Written by: Anika Christ, RD, CISSN, CPT - Life Time Fitness

When it comes to kids’ nutrition, one of the most frequent requests I receive are for snack ideas.  Snacks can serve many purposes for kids, whether it’s getting a quick energy fix before football practice or to fill that gap between breakfast and lunch. And, more than ever, grocery stores are loading their aisles with kid-marketed snacks. But some parents might be surprised that many of these options provide nothing close to quality nutrition. Read on and find out the best snack choices for your children, as well as the imposters to avoid throwing into your grocery cart. 

Snack parameters

First, let’s identify what constitutes a good snack for a child. You can assume any ‘snacks’ that lack what’s below are not worth you or your child’s time. In no particular order, they should:

  • Be free of artificial colors, preservatives, and sweeteners
  • Contain only natural sugar and little to no added sugar
  • Contain protein and fiber (key nutrients that promote satiety)
  • Be made of whole and natural food ingredients

Junk food

We think of typical junk food as candy, pizza and soda, but there are plenty of other contenders in those grocery aisles that carry a very similar and poor nutrition profile. These seductive products not only call out your child’s name with their brightly colored and character stamped packaging, but they are loaded with sugar, artificial colors, flavorings, and preservatives. Many parents might purchase them for convenience because they are often pre-wrapped, travel well and are marked as “healthy” snacks. 

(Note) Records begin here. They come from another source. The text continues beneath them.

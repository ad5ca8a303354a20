//! Join planning: resolve column references that live outside a query's
//! FROM list, then splice in the foreign-key joins that satisfy them.

use std::collections::{BTreeMap, BTreeSet, HashMap};

use sqlparser::ast::{Join, Select, SetExpr, Statement};
use sqlparser::dialect::PostgreSqlDialect;
use sqlparser::parser::{Parser, ParserError};
use tracing::debug;

use crate::catalog::{Catalog, ForeignKey};
use crate::introspect::{self, QueryColumn};

/// Join type used for every added join.
#[derive(Debug, Clone, Copy, PartialEq, Eq, Default)]
pub enum JoinBehavior {
    #[default]
    Inner,
    Left,
}

impl JoinBehavior {
    fn keyword(self) -> &'static str {
        match self {
            JoinBehavior::Inner => "INNER",
            JoinBehavior::Left => "LEFT",
        }
    }
}

#[derive(thiserror::Error, Debug)]
pub enum JoinError {
    #[error("parse: {0}")]
    Parse(#[from] ParserError),
    /// A bare column that no table in the catalog has.
    #[error("could not find table with column {0}, maybe the database schema changed?")]
    UnknownColumn(String),
    /// The relationship graph claims an edge but neither table carries
    /// the foreign key, so catalog and graph disagree.
    #[error("could not find matching foreign key for {0} <=> {1}")]
    FkeyNotFound(String, String),
}

/// What the planner decided: which table each missing column now comes
/// from, and every candidate table it considered.
#[derive(Debug, Clone, Default)]
pub struct JoinPlan {
    pub missing_columns_to_joined_tables: BTreeMap<String, String>,
    pub missing_columns_to_possible_tables: BTreeMap<String, BTreeSet<String>>,
}

/// Rewrite every SELECT statement in `stmts` in place.
///
/// Returns the first statement's plan; when a query text carries several
/// statements only that one feeds row-descriptor prefixing downstream.
pub fn add_missing_joins(
    stmts: &mut [Statement],
    catalog: &Catalog,
    behavior: JoinBehavior,
) -> Result<JoinPlan, JoinError> {
    let mut first: Option<JoinPlan> = None;
    for stmt in stmts.iter_mut() {
        let plan = add_missing_joins_to_statement(stmt, catalog, behavior)?;
        if first.is_none() {
            first = Some(plan);
        }
    }
    Ok(first.unwrap_or_default())
}

/// Rewrite a single statement. Non-SELECT statements and set operations
/// pass through untouched with an empty plan.
pub fn add_missing_joins_to_statement(
    stmt: &mut Statement,
    catalog: &Catalog,
    behavior: JoinBehavior,
) -> Result<JoinPlan, JoinError> {
    let query = introspect::introspect(stmt);

    let select = match stmt {
        Statement::Query(q) => match q.body.as_mut() {
            SetExpr::Select(select) => select.as_mut(),
            _ => return Ok(JoinPlan::default()),
        },
        _ => return Ok(JoinPlan::default()),
    };

    let original_tables: BTreeSet<String> =
        query.tables.iter().map(|t| t.name.clone()).collect();
    let mut present_tables = original_tables.clone();

    // Aliases are slightly tricky; easier to keep a lookup each way and
    // always emit the aliased name.
    let mut table_to_alias: HashMap<String, String> = HashMap::new();
    let mut alias_to_table: HashMap<String, String> = HashMap::new();
    for table in &query.tables {
        if let Some(alias) = &table.alias {
            table_to_alias.insert(table.name.clone(), alias.clone());
            alias_to_table.insert(alias.clone(), table.name.clone());
        }
    }

    let mut plan = JoinPlan::default();
    let mut paths: Vec<Vec<String>> = Vec::new();

    // Sorted key order matters: every chosen path marks its tables as
    // present, and later columns resolve against that grown set.
    for (key, column) in &query.columns {
        let candidates: Vec<String> = match column {
            QueryColumn::Bare(name) => match catalog.column_to_tables.get(name) {
                Some(tables) => tables.iter().cloned().collect(),
                None => return Err(JoinError::UnknownColumn(name.clone())),
            },
            QueryColumn::Aliased { table, .. } | QueryColumn::Wildcard(table) => {
                vec![resolve_alias(&alias_to_table, table)]
            }
        };

        if let Some(existing) = candidates.iter().find(|c| present_tables.contains(*c)) {
            // Resolvable without a new join; only tables added by an
            // earlier iteration are worth recording for prefixing.
            if !original_tables.contains(existing) {
                plan.missing_columns_to_joined_tables
                    .insert(column.name().to_string(), existing.clone());
            }
            continue;
        }

        plan.missing_columns_to_possible_tables
            .insert(column.name().to_string(), candidates.iter().cloned().collect());

        let mut shortest: Option<Vec<String>> = None;
        for candidate in &candidates {
            for present in &present_tables {
                // The graph is directed by foreign key direction, but a
                // join is valid either way, so try both.
                let path = catalog.graph.shortest_path(present, candidate).or_else(|| {
                    catalog.graph.shortest_path(candidate, present).map(|mut p| {
                        p.reverse();
                        p
                    })
                });
                let Some(path) = path else { continue };
                let better = match &shortest {
                    None => true,
                    Some(best) => {
                        path.len() < best.len()
                            || (path.len() == best.len()
                                && original_tables.contains(&path[0])
                                && !original_tables.contains(&best[0]))
                    }
                };
                if better {
                    shortest = Some(path);
                }
            }
        }

        match shortest {
            Some(path) => {
                debug!(column = %key, path = ?path, "found join path");
                for table in &path {
                    present_tables.insert(table.clone());
                }
                if let Some(last) = path.last() {
                    plan.missing_columns_to_joined_tables
                        .insert(column.name().to_string(), last.clone());
                }
                paths.push(path);
            }
            None => {
                debug!(column = %key, "no foreign key path reaches a candidate table");
            }
        }
    }

    for path in &paths {
        let mut last_table: Option<&String> = None;
        for table in path {
            let Some(prev) = last_table else {
                last_table = Some(table);
                continue;
            };
            let (from_table, fkey) = find_foreign_key(catalog, prev, table)
                .ok_or_else(|| JoinError::FkeyNotFound(prev.clone(), table.clone()))?;
            splice_join(select, behavior, &table_to_alias, &from_table, table, fkey)?;
            last_table = Some(table);
        }
    }

    Ok(plan)
}

fn resolve_alias(alias_to_table: &HashMap<String, String>, name: &str) -> String {
    alias_to_table
        .get(name)
        .cloned()
        .unwrap_or_else(|| name.to_string())
}

fn alias_of<'a>(table_to_alias: &'a HashMap<String, String>, table: &'a str) -> &'a str {
    table_to_alias.get(table).map(String::as_str).unwrap_or(table)
}

/// The foreign key connecting `a` and `b`, in either direction, together
/// with the table the key lives on.
fn find_foreign_key<'a>(
    catalog: &'a Catalog,
    a: &str,
    b: &str,
) -> Option<(String, &'a ForeignKey)> {
    if let Some(table) = catalog.tables.get(a) {
        if let Some(fkey) = table.foreign_keys.values().find(|f| f.to_table == b) {
            return Some((a.to_string(), fkey));
        }
    }
    if let Some(table) = catalog.tables.get(b) {
        if let Some(fkey) = table.foreign_keys.values().find(|f| f.to_table == a) {
            return Some((b.to_string(), fkey));
        }
    }
    None
}

/// Graft one join onto the select's FROM clause.
///
/// Building the fragment by parsing a synthetic statement is far less
/// fiddly than assembling join nodes by hand; the parsed join is
/// appended to `from[0]`, extending the left-deep chain.
fn splice_join(
    select: &mut Select,
    behavior: JoinBehavior,
    table_to_alias: &HashMap<String, String>,
    from_table: &str,
    to_table: &str,
    fkey: &ForeignKey,
) -> Result<(), JoinError> {
    if select.from.is_empty() {
        debug!(table = %to_table, "select has no FROM clause to extend");
        return Ok(());
    }

    let conditions: Vec<String> = fkey
        .column_conditions
        .iter()
        .map(|(from_col, to_col)| {
            format!(
                "{}.{} = {}.{}",
                alias_of(table_to_alias, from_table),
                from_col,
                alias_of(table_to_alias, &fkey.to_table),
                to_col
            )
        })
        .collect();
    let synthetic = format!(
        "SELECT placeholder FROM foo {} JOIN {} ON {}",
        behavior.keyword(),
        alias_of(table_to_alias, to_table),
        conditions.join(" AND ")
    );
    let parsed = Parser::parse_sql(&PostgreSqlDialect {}, &synthetic)?;
    let join = extract_join(parsed).ok_or_else(|| {
        JoinError::Parse(ParserError::ParserError(format!(
            "synthetic join statement had an unexpected shape: {synthetic}"
        )))
    })?;
    select.from[0].joins.push(join);
    Ok(())
}

fn extract_join(mut stmts: Vec<Statement>) -> Option<Join> {
    let stmt = stmts.pop()?;
    match stmt {
        Statement::Query(q) => match *q.body {
            SetExpr::Select(mut select) => {
                if select.from.is_empty() || select.from[0].joins.is_empty() {
                    None
                } else {
                    Some(select.from[0].joins.remove(0))
                }
            }
            _ => None,
        },
        _ => None,
    }
}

The foods listed below are some of the most popularly purchased snacks in today’s market, yet most nutritional professionals wouldn’t consider them healthy options. 

  • Cereal/granola bars/cereal bars
  • Prepackaged lunches (such as crackers, meats, cheese)
  • Prepackaged “dunking snacks” (such as breadsticks and cheese, cookies and cream)
  • Pudding cups / yogurt tubes
  • Fruit snacks/ fruit rolls/ fruit leather and strips
  • Packaged crackers

Best choices

The food list above might scare you if they are common foods you purchase for your child’s snack choices or add-ins to packed lunches. Not only do they provide poor nutritional value, most of them won’t fulfill the goal of filling your child and providing him/her with energy. 

So, let’s redo the list and find substitutes that are kid-friendly, convenient and healthy for phasing into your child’s snack rotation:

Homemade trail mix

Replaces: Cereal, granola bar or cereal bar

Making your own trail mix can provide a similar texture and taste to many of the cereals and bars out there. However, avoid the pre-packaged trail mixes. They, like cereal and bars, tend to have a ton of sugar added and other less advantageous ingredients.  Instead, buy nuts and seeds in bulk and add some sulfite-free dried fruit.  There’s so much variety available; add pumpkin and sunflower seeds and vary the trail mixes often according to your child’s taste preferences.

Fruit + natural nut butter

Replaces:  Fruit snacks/ fruit rolls/ fruit leather and strips

You can enjoy many combinations for this treat, depending on your child’s taste preference.  A popular version would be an organic apple with a tablespoon or two of natural almond or peanut butter. The natural fiber from the apple plus the plant protein within the butter supports your child’s satiety and energy.

When you go for the natural peanut butter, you eliminate many of the added sugars and sweeteners common in most commercial peanut butters.  Cut the apple in half, spread the butter on both sides and then stick the apple back together. Throw it in a lock-top snack bag, so the nut butter doesn’t get everywhere. 

Veggies and hummus

Replaces:  Prepackaged dunking snacks

Food manufactures are smart to identify that kids love to dunk foods. However, what’s produced is impressive only in presentation. Make your own kid-appealing dunking snack by using hummus; its nutrient profile is why nutrition professionals are big fans.  Loaded with fiber and healthy fats, it is a great add-on to fresh-cut veggies.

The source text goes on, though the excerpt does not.